Do young people still read Doris Lessing? When I was a youth, The Golden Notebook was, after a generation or more as part of the underground canon — those books that are passed hand-to-hand with a friend’s reverent assurances that This will totally blow your mind — beginning to pass into the academic curriculum. And once those books land on the syllabus, they are often never read again. Not really read, anyway. Oh, the undergraduates still struggle through them out of a sense of duty, but they’re not found and absorbed as they once were. Certainly, at the time, The Golden Notebook was still much talked-about both as a vital text of second-wave feminism and as a great novel in its own right; Lessing uses the semi-autobiographical figure of Anna Wulf to express, in a distinctly female voice, nothing less than the discontents of the modern human condition.

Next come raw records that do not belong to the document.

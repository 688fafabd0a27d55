use crate::chat::Transcript;
use crate::cli::theme::Theme;
use crate::config::ThemeToken;
use crate::llm::provider::{ChatRole, ChatTurn};
use ratatui::text::{Line, Span};

pub(crate) const USER_LABEL: &str = "👤 Você: ";
pub(crate) const ASSISTANT_LABEL: &str = "🤖 Assistente: ";
pub(crate) const WAITING_TEXT: &str = "Consultando o assistente...";

pub(crate) const INTRO_TEXT: &str = "💬 Bem-vindo(a) à nossa escola!\nEsta é uma iniciativa social que oferece cursos 100% gratuitos e online para pessoas em situação de vulnerabilidade social, com foco em:\n\n- Computação em Nuvem AWS\n- Front-End, Back-End\n- Banco de Dados, DevOps\n- Metodologias Ágeis & Soft Skills\n- Empregabilidade com casos reais de sucesso!\n\nDigite sua pergunta abaixo e converse com nosso assistente virtual. 👇";

#[derive(Debug, Clone, Copy, PartialEq, Eq)]
pub(crate) enum NoticeKind {
    Info,
    Error,
}

/// UI-only line (command output, warnings). Anchored to the transcript
/// length at the time it was added so it renders between the right turns.
#[derive(Debug, Clone, PartialEq, Eq)]
struct Notice {
    anchor: usize,
    kind: NoticeKind,
    text: String,
}

#[derive(Debug, Clone, Default)]
pub(crate) struct Timeline {
    notices: Vec<Notice>,
    pending: Option<String>,
}

impl Timeline {
    pub(crate) fn push_notice(&mut self, transcript: &Transcript, kind: NoticeKind, text: &str) {
        self.notices.push(Notice {
            anchor: transcript.len(),
            kind,
            text: text.to_string(),
        });
    }

    pub(crate) fn set_pending(&mut self, query: &str) {
        self.pending = Some(query.to_string());
    }

    pub(crate) fn clear_pending(&mut self) {
        self.pending = None;
    }

    #[cfg(any(test, feature = "test-support"))]
    pub(crate) fn pending(&self) -> Option<&str> {
        self.pending.as_deref()
    }

    pub(crate) fn render_lines(&self, transcript: &Transcript, theme: &Theme) -> Vec<Line<'static>> {
        let mut lines = Vec::new();
        for text_line in INTRO_TEXT.lines() {
            lines.push(Line::from(Span::styled(
                text_line.to_string(),
                theme.style(ThemeToken::Intro),
            )));
        }

        let mut notices = self.notices.iter().peekable();
        for (index, turn) in transcript.turns().iter().enumerate() {
            while let Some(notice) = notices.next_if(|notice| notice.anchor <= index) {
                render_notice(notice, theme, &mut lines);
            }
            render_turn(turn, theme, &mut lines);
        }
        for notice in notices {
            render_notice(notice, theme, &mut lines);
        }

        if let Some(query) = &self.pending {
            lines.push(Line::from(""));
            push_labeled(
                &mut lines,
                theme,
                (USER_LABEL, ThemeToken::UserLabel),
                (query.as_str(), ThemeToken::UserText),
            );
            lines.push(Line::from(Span::styled(
                WAITING_TEXT,
                theme.style(ThemeToken::AssistantWaiting),
            )));
        }

        lines
    }
}

fn render_turn(turn: &ChatTurn, theme: &Theme, lines: &mut Vec<Line<'static>>) {
    match turn.role {
        ChatRole::User => {
            lines.push(Line::from(""));
            push_labeled(
                lines,
                theme,
                (USER_LABEL, ThemeToken::UserLabel),
                (turn.content.as_str(), ThemeToken::UserText),
            );
        }
        ChatRole::Assistant => push_labeled(
            lines,
            theme,
            (ASSISTANT_LABEL, ThemeToken::AssistantLabel),
            (turn.content.as_str(), ThemeToken::AssistantText),
        ),
        ChatRole::System => {}
    }
}

// The label goes on the first line; continuation lines are left flush so
// bullet lists from the answers stay readable.
fn push_labeled(
    lines: &mut Vec<Line<'static>>,
    theme: &Theme,
    (label, label_token): (&'static str, ThemeToken),
    (text, text_token): (&str, ThemeToken),
) {
    let mut text_lines = split_output_lines(text).into_iter();
    lines.push(Line::from(vec![
        Span::styled(label, theme.style(label_token)),
        Span::styled(
            text_lines.next().unwrap_or_default().to_string(),
            theme.style(text_token),
        ),
    ]));
    for line in text_lines {
        lines.push(Line::from(Span::styled(
            line.to_string(),
            theme.style(text_token),
        )));
    }
}

fn render_notice(notice: &Notice, theme: &Theme, lines: &mut Vec<Line<'static>>) {
    let token = match notice.kind {
        NoticeKind::Info => ThemeToken::SystemInfo,
        NoticeKind::Error => ThemeToken::SystemError,
    };
    for line in split_output_lines(&notice.text) {
        lines.push(Line::from(Span::styled(line.to_string(), theme.style(token))));
    }
}

fn split_output_lines(text: &str) -> Vec<&str> {
    if text.is_empty() {
        return Vec::new();
    }

    text.lines().collect()
}
//! Keyword rules that answer known questions straight from the datasets.
//!
//! Rules are evaluated in declaration order and the first one whose trigger
//! matches the case-folded query wins. Once a trigger matches, the rule always
//! produces an answer, even when the lookup behind it finds nothing.

use crate::data::{Course, Datasets};

pub const COURSES_HEADER: &str = "Nós oferecemos os seguintes cursos gratuitos e online:";
pub const DEVOPS_NOT_FOUND: &str = "Não encontrei informações sobre esse curso.";
pub const DATABASE_NOT_FOUND: &str = "Não temos curso de Banco de Dados para iniciantes.";
pub const AGILE_NOT_FOUND: &str = "Curso de Metodologias Ágeis não encontrado.";
pub const EMPLOYED_HEADER: &str = "Sim! Alguns alunos conseguiram emprego após os cursos:";
pub const NO_EMPLOYMENT_RECORDS: &str = "Ainda não temos registros públicos de alunos empregados.";
pub const ENROLL_ANSWER: &str = "Você pode se inscrever acessando nosso site e preenchendo o formulário de inscrição do curso desejado. 📄";
pub const CERTIFICATE_ANSWER: &str = "Sim! Todos os cursos oferecem certificado após a conclusão. 🎓";
pub const PAID_ANSWER: &str = "Não! Todos os nossos cursos são 100% gratuitos. 🙌";
pub const ONLINE_ANSWER: &str =
    "Sim, nossos cursos são totalmente online! Você pode estudar de onde estiver. 💻";

#[derive(Debug, Clone, Copy, PartialEq, Eq)]
pub enum Trigger {
    Any(&'static [&'static str]),
    All(&'static [&'static str]),
}

impl Trigger {
    pub fn matches(self, folded_query: &str) -> bool {
        match self {
            Self::Any(phrases) => phrases.iter().any(|p| folded_query.contains(p)),
            Self::All(phrases) => phrases.iter().all(|p| folded_query.contains(p)),
        }
    }
}

#[derive(Clone, Copy)]
pub enum Resolver {
    Fixed(&'static str),
    Lookup(fn(&Datasets) -> String),
}

#[derive(Clone, Copy)]
pub struct Rule {
    pub name: &'static str,
    pub trigger: Trigger,
    pub resolver: Resolver,
}

impl Rule {
    pub fn resolve(&self, datasets: &Datasets) -> String {
        match self.resolver {
            Resolver::Fixed(answer) => answer.to_string(),
            Resolver::Lookup(lookup) => lookup(datasets),
        }
    }
}

impl std::fmt::Debug for Rule {
    fn fmt(&self, f: &mut std::fmt::Formatter<'_>) -> std::fmt::Result {
        f.debug_struct("Rule")
            .field("name", &self.name)
            .field("trigger", &self.trigger)
            .finish()
    }
}

// Order matters: earlier rules shadow later ones that share vocabulary
// ("cursos oferecidos" also contains "cursos", "conseguiram emprego" contains
// "emprego", and so on).
pub const RULES: &[Rule] = &[
    Rule {
        name: "course_list",
        trigger: Trigger::Any(&["quais cursos", "cursos oferecidos"]),
        resolver: Resolver::Lookup(course_list),
    },
    Rule {
        name: "devops_duration",
        trigger: Trigger::All(&["duração", "devops"]),
        resolver: Resolver::Lookup(devops_duration),
    },
    Rule {
        name: "beginner_database",
        trigger: Trigger::All(&["banco de dados", "iniciante"]),
        resolver: Resolver::Lookup(beginner_database),
    },
    Rule {
        name: "agile_duration",
        trigger: Trigger::Any(&["metodologias ágeis"]),
        resolver: Resolver::Lookup(agile_duration),
    },
    Rule {
        name: "employment",
        trigger: Trigger::Any(&["emprego", "conseguiram emprego"]),
        resolver: Resolver::Lookup(employment),
    },
    Rule {
        name: "regions",
        trigger: Trigger::Any(&["regiões", "de onde vêm os alunos"]),
        resolver: Resolver::Lookup(regions),
    },
    Rule {
        name: "enroll",
        trigger: Trigger::Any(&["inscrever"]),
        resolver: Resolver::Fixed(ENROLL_ANSWER),
    },
    Rule {
        name: "certificate",
        trigger: Trigger::Any(&["certificado"]),
        resolver: Resolver::Fixed(CERTIFICATE_ANSWER),
    },
    Rule {
        name: "paid",
        trigger: Trigger::Any(&["pagos"]),
        resolver: Resolver::Fixed(PAID_ANSWER),
    },
    Rule {
        name: "online",
        trigger: Trigger::Any(&["online"]),
        resolver: Resolver::Fixed(ONLINE_ANSWER),
    },
];

pub fn rule_for(query: &str) -> Option<&'static Rule> {
    let folded = query.to_lowercase();
    RULES.iter().find(|rule| rule.trigger.matches(&folded))
}

/// Answers `query` from the datasets, or returns `None` so the caller can
/// defer to the model.
pub fn match_query(query: &str, datasets: &Datasets) -> Option<String> {
    rule_for(query).map(|rule| rule.resolve(datasets))
}

fn course_list(datasets: &Datasets) -> String {
    let lines = datasets
        .courses
        .records()
        .iter()
        .map(|course| format!("- {}", course.course_name))
        .collect::<Vec<_>>();
    format!("{COURSES_HEADER}\n{}", lines.join("\n"))
}

fn devops_duration(datasets: &Datasets) -> String {
    match first_course(datasets, |course| name_contains(course, "devops"))
        .and_then(|course| course.duration_weeks)
    {
        Some(weeks) => format!(
            "O curso de DevOps com AWS tem duração de {} semanas.",
            format_weeks(weeks)
        ),
        None => DEVOPS_NOT_FOUND.to_string(),
    }
}

fn beginner_database(datasets: &Datasets) -> String {
    let found = first_course(datasets, |course| {
        name_contains(course, "banco")
            && course.level.as_deref().is_some_and(|level| {
                let level = level.to_lowercase();
                level.contains("básico") || level.contains("iniciante")
            })
    });

    match found.and_then(|course| course.duration_weeks.map(|weeks| (course, weeks))) {
        Some((course, weeks)) => format!(
            "Sim! Temos o curso **{}**, com duração de {} semanas, voltado para iniciantes.",
            course.course_name,
            format_weeks(weeks)
        ),
        None => DATABASE_NOT_FOUND.to_string(),
    }
}

fn agile_duration(datasets: &Datasets) -> String {
    match first_course(datasets, |course| name_contains(course, "metodologias"))
        .and_then(|course| course.duration_weeks)
    {
        Some(weeks) => format!(
            "O curso de Metodologias Ágeis e Soft Skills tem duração de {} semanas e é para todos os níveis.",
            format_weeks(weeks)
        ),
        None => AGILE_NOT_FOUND.to_string(),
    }
}

fn employment(datasets: &Datasets) -> String {
    let lines = datasets
        .students
        .records()
        .iter()
        .filter_map(|student| {
            student
                .current_job
                .as_deref()
                .map(|job| format!("- {} trabalha como {job}", student.name))
        })
        .collect::<Vec<_>>();

    if lines.is_empty() {
        NO_EMPLOYMENT_RECORDS.to_string()
    } else {
        format!("{EMPLOYED_HEADER}\n{}", lines.join("\n"))
    }
}

fn regions(datasets: &Datasets) -> String {
    let mut seen: Vec<&str> = Vec::new();
    for region in datasets
        .students
        .records()
        .iter()
        .filter_map(|student| student.region.as_deref())
    {
        if !seen.contains(&region) {
            seen.push(region);
        }
    }

    format!(
        "Nossos alunos vêm de diversas regiões do Brasil, como: {}.",
        seen.join(", ")
    )
}

fn first_course(datasets: &Datasets, predicate: impl Fn(&Course) -> bool) -> Option<&Course> {
    datasets.courses.records().iter().find(|course| predicate(course))
}

fn name_contains(course: &Course, needle: &str) -> bool {
    course.course_name.to_lowercase().contains(needle)
}

// Below 2^53 every whole f64 converts to i64 exactly.
const MAX_EXACT_WEEKS: f64 = 9.0e15;

fn format_weeks(weeks: f64) -> String {
    if weeks.abs() < MAX_EXACT_WEEKS && weeks.fract() == 0.0 {
        format!("{}", weeks as i64)
    } else {
        weeks.to_string()
    }
}
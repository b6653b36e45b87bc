//! Query/filter engine over canonical tables.
//!
//! Filtering never copies or mutates rows; the result borrows from the
//! table and keeps its row order.

use fitdash_core::error::Result;
use fitdash_core::models::{CanonicalTable, FilterSpec, TableView};
use tracing::debug;

/// Select the rows of `table` matching `spec`.
///
/// An inverted range fails with `InvalidRange` before any row is looked at;
/// a spec for a different resolution is a configuration error.
pub fn filter<'a>(table: &'a CanonicalTable, spec: &FilterSpec) -> Result<TableView<'a>> {
    let view = table.view().filter(spec)?;
    debug!(
        "Filter {:?} on {} table: {} of {} rows",
        spec,
        table.resolution(),
        view.len(),
        table.len()
    );
    Ok(view)
}

/// Apply `spec` to an existing view.
pub fn refine<'a>(view: &TableView<'a>, spec: &FilterSpec) -> Result<TableView<'a>> {
    view.filter(spec)
}

// ── Tests ─────────────────────────────────────────────────────────────────────

#[cfg(test)]
mod tests {
    use super::*;
    use chrono::{DateTime, Duration, TimeZone, Utc};
    use fitdash_core::error::FitdashError;
    use fitdash_core::models::{MetricName, Reading, Resolution, Row, UserId};

    fn at(h: u32) -> DateTime<Utc> {
        Utc.with_ymd_and_hms(2024, 3, 1, h, 0, 0).unwrap()
    }

    fn hourly_table() -> CanonicalTable {
        let rows = [(1, 3), (2, 4), (1, 5), (2, 6), (1, 7)]
            .into_iter()
            .map(|(user, h)| Row {
                user_id: UserId(user),
                timestamp: at(h),
                values: vec![Some(Reading::Integer(h as i64))],
            })
            .collect();
        CanonicalTable::from_parts(Resolution::Hour, vec![MetricName::from("steps")], rows)
    }

    fn hours(view: &TableView<'_>) -> Vec<u32> {
        use chrono::Timelike;
        view.rows().iter().map(|r| r.timestamp.hour()).collect()
    }

    #[test]
    fn test_filter_by_user_keeps_source_order() {
        let table = hourly_table();
        let view = filter(&table, &FilterSpec::new(Resolution::Hour).user(UserId(1))).unwrap();
        assert_eq!(hours(&view), vec![3, 5, 7]);
        assert!(view.rows().iter().all(|r| r.user_id == UserId(1)));
    }

    #[test]
    fn test_no_constraints_returns_everything() {
        let table = hourly_table();
        let view = filter(&table, &FilterSpec::new(Resolution::Hour)).unwrap();
        assert_eq!(view.len(), table.len());
        assert_eq!(view.columns(), table.columns());
    }

    #[test]
    fn test_range_is_inclusive_on_both_ends() {
        let table = hourly_table();
        let spec = FilterSpec::new(Resolution::Hour).start(at(4)).end(at(6));
        let view = filter(&table, &spec).unwrap();
        assert_eq!(hours(&view), vec![4, 5, 6]);

        // A row one unit before the start falls outside.
        let step = Resolution::Hour.step();
        let spec = FilterSpec::new(Resolution::Hour).start(at(3) + step).end(at(4));
        let view = filter(&table, &spec).unwrap();
        assert_eq!(hours(&view), vec![4]);

        let spec = FilterSpec::new(Resolution::Hour).start(at(4)).end(at(4) + Duration::minutes(59));
        assert_eq!(hours(&filter(&table, &spec).unwrap()), vec![4]);
    }

    #[test]
    fn test_open_ended_ranges() {
        let table = hourly_table();
        let from = filter(&table, &FilterSpec::new(Resolution::Hour).start(at(6))).unwrap();
        assert_eq!(hours(&from), vec![6, 7]);
        let until = filter(&table, &FilterSpec::new(Resolution::Hour).end(at(4))).unwrap();
        assert_eq!(hours(&until), vec![3, 4]);
    }

    #[test]
    fn test_inverted_range_fails_immediately() {
        let table = hourly_table();
        let spec = FilterSpec::new(Resolution::Hour).start(at(6)).end(at(4));
        assert!(matches!(
            filter(&table, &spec),
            Err(FitdashError::InvalidRange { .. })
        ));
    }

    #[test]
    fn test_resolution_mismatch_is_config_error() {
        let table = hourly_table();
        assert!(matches!(
            filter(&table, &FilterSpec::new(Resolution::Day)),
            Err(FitdashError::Config(_))
        ));
    }

    #[test]
    fn test_filter_is_repeatable_and_refinable() {
        let table = hourly_table();
        let spec = FilterSpec::new(Resolution::Hour).user(UserId(2));
        let a = filter(&table, &spec).unwrap();
        let b = filter(&table, &spec).unwrap();
        assert_eq!(hours(&a), hours(&b));

        let narrowed = refine(&a, &FilterSpec::new(Resolution::Hour).start(at(5))).unwrap();
        assert_eq!(hours(&narrowed), vec![6]);
        // The table itself is untouched.
        assert_eq!(table.len(), 5);
    }

    #[test]
    fn test_unknown_user_yields_empty_view() {
        let table = hourly_table();
        let view = filter(&table, &FilterSpec::new(Resolution::Hour).user(UserId(99))).unwrap();
        assert!(view.is_empty());
        assert!(view.time_bounds().is_none());
    }
}
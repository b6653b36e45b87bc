//! Descriptive statistics over a filtered view.

use fitdash_core::models::{MetricSummary, Reading, SummaryResult, TableView};
use serde::Serialize;

// ── Accumulator ───────────────────────────────────────────────────────────────

/// Running aggregates for one column.
///
/// Integer columns are summed exactly until the sum would overflow `i64`,
/// after which the sum continues as a decimal.
#[derive(Debug, Clone, Default)]
struct Accumulator {
    count: usize,
    sum: Option<Reading>,
    float_sum: f64,
    min: Option<Reading>,
    max: Option<Reading>,
}

impl Accumulator {
    fn add(&mut self, value: Reading) {
        self.count += 1;
        self.float_sum += value.as_f64();

        self.sum = Some(match (self.sum, value) {
            (None, v) => v,
            (Some(Reading::Integer(a)), Reading::Integer(b)) => match a.checked_add(b) {
                Some(s) => Reading::Integer(s),
                None => Reading::Decimal(a as f64 + b as f64),
            },
            (Some(acc), v) => Reading::Decimal(acc.as_f64() + v.as_f64()),
        });

        if self.min.map_or(true, |m| value.total_cmp(&m).is_lt()) {
            self.min = Some(value);
        }
        if self.max.map_or(true, |m| value.total_cmp(&m).is_gt()) {
            self.max = Some(value);
        }
    }

    fn finish(self) -> MetricSummary {
        if self.count == 0 {
            return MetricSummary::default();
        }
        MetricSummary {
            count: self.count,
            sum: self.sum,
            mean: Some(self.float_sum / self.count as f64),
            min: self.min,
            max: self.max,
        }
    }
}

// ── summarize ─────────────────────────────────────────────────────────────────

/// Per-column count, sum, mean, min and max for `view`.
///
/// "No reading" cells are skipped; a column without any reading gets a
/// zero count and `None` aggregates.
pub fn summarize(view: &TableView<'_>) -> SummaryResult {
    let mut accs = vec![Accumulator::default(); view.columns().len()];
    for row in view.rows() {
        for (acc, cell) in accs.iter_mut().zip(&row.values) {
            if let Some(value) = cell {
                acc.add(*value);
            }
        }
    }

    SummaryResult::new(
        view.columns()
            .iter()
            .cloned()
            .zip(accs.into_iter().map(Accumulator::finish))
            .collect(),
    )
}

// ── Headline ──────────────────────────────────────────────────────────────────

/// The handful of figures shown at the top of a dashboard.
#[derive(Debug, Clone, Default, PartialEq, Serialize)]
pub struct Headline {
    pub total_steps: Option<Reading>,
    pub avg_steps: Option<f64>,
    pub total_minutes_asleep: Option<Reading>,
    pub avg_minutes_asleep: Option<f64>,
    pub avg_calories: Option<f64>,
}

impl Headline {
    pub fn from_summary(summary: &SummaryResult) -> Self {
        let get = |metric: &str| summary.get(metric);
        Self {
            total_steps: get("steps").and_then(|s| s.sum),
            avg_steps: get("steps").and_then(|s| s.mean),
            total_minutes_asleep: get("minutes_asleep").and_then(|s| s.sum),
            avg_minutes_asleep: get("minutes_asleep").and_then(|s| s.mean),
            avg_calories: get("calories").and_then(|s| s.mean),
        }
    }
}

// ── Tests ─────────────────────────────────────────────────────────────────────
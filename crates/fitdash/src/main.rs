mod bootstrap;
mod render;

use anyhow::{Context, Result};
use fitdash_core::formatting::format_timestamp;
use fitdash_core::settings::Settings;
use fitdash_data::summary::{summarize, Headline};
use fitdash_runtime::manager::DatasetManager;

fn main() -> Result<()> {
    let settings = Settings::load();

    bootstrap::setup_logging(&settings.log_level)?;

    tracing::info!("fitdash v{} starting", env!("CARGO_PKG_VERSION"));

    let schema = bootstrap::load_schema(&settings.schema_path(), settings.schema.is_some())
        .context("loading column mapping")?;
    let parser = schema.timestamp_parser()?;
    // Bad flags fail before any file is read.
    let spec = settings.filter_spec(&parser)?;

    let manager = DatasetManager::new(schema, settings.data.clone());
    let dataset = manager.reload().context("building dataset")?;

    let report = dataset.report();
    tracing::info!(
        "Dataset built at {}: {} records from {} sources",
        dataset.built_at().to_rfc3339(),
        report.records_emitted(),
        report.sources.len()
    );
    for (source, err) in report.failures() {
        tracing::debug!("{}: {}", source, err);
    }
    for rejected in report.rejected_sources() {
        tracing::warn!("Source {} was not ingested", rejected.source_name);
    }
    if !report.is_clean() {
        tracing::warn!(
            "{} records could not be ingested (run with --debug for details)",
            report.error_count()
        );
    }

    let users = dataset.user_ids();
    let res = spec.resolution;
    match dataset.time_bounds(res) {
        Some((first, last)) => tracing::info!(
            "{} users, {} data from {} to {}",
            users.len(),
            res,
            format_timestamp(first, res),
            format_timestamp(last, res)
        ),
        None => tracing::info!("{} users, no {} data", users.len(), res),
    }

    let view = dataset.filter(&spec)?;
    let summary = summarize(&view);
    let headline = Headline::from_summary(&summary);
    let collisions = dataset.collisions(res).cloned().unwrap_or_default();

    match settings.format.as_str() {
        "json" => {
            let value =
                render::render_json(&view, &summary, &headline, &collisions, settings.limit);
            println!("{}", serde_json::to_string_pretty(&value)?);
        }
        _ => {
            println!("{}", render::render_rows(&view, settings.limit));
            println!("{}", render::render_summary(&summary));
            print!("{}", render::render_headline(&headline));
            let note = render::render_collisions(&collisions, res);
            if !note.is_empty() {
                print!("\n{note}");
            }
        }
    }

    Ok(())
}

When I finally got around to reading The Golden Notebook, I was taken with its craft, its control, its insight. Most of all, Lessing impresses with her ruthlessness. The book is unsparing in how it dissects the ways in which we damage each other while trying to create a finer world — how readily we will betray and sacrifice one another when a sufficiently lofty goal is dangled under our noses. It’s a novel of enormous power, even today; but if The Golden Notebook was not a blinding revelation to me in the way it examines the pitfalls and possibilities of love and art, and the traps of economics and activism, I cannot entirely chalk it up to the forty years of transformed social and sexual landscape separating me as a reader from Doris Lessing as a writer.

No, mostly I think it’s because, by the time I read The Golden Notebook, I had already heard and absorbed Kirsty MacColl’s album Kite.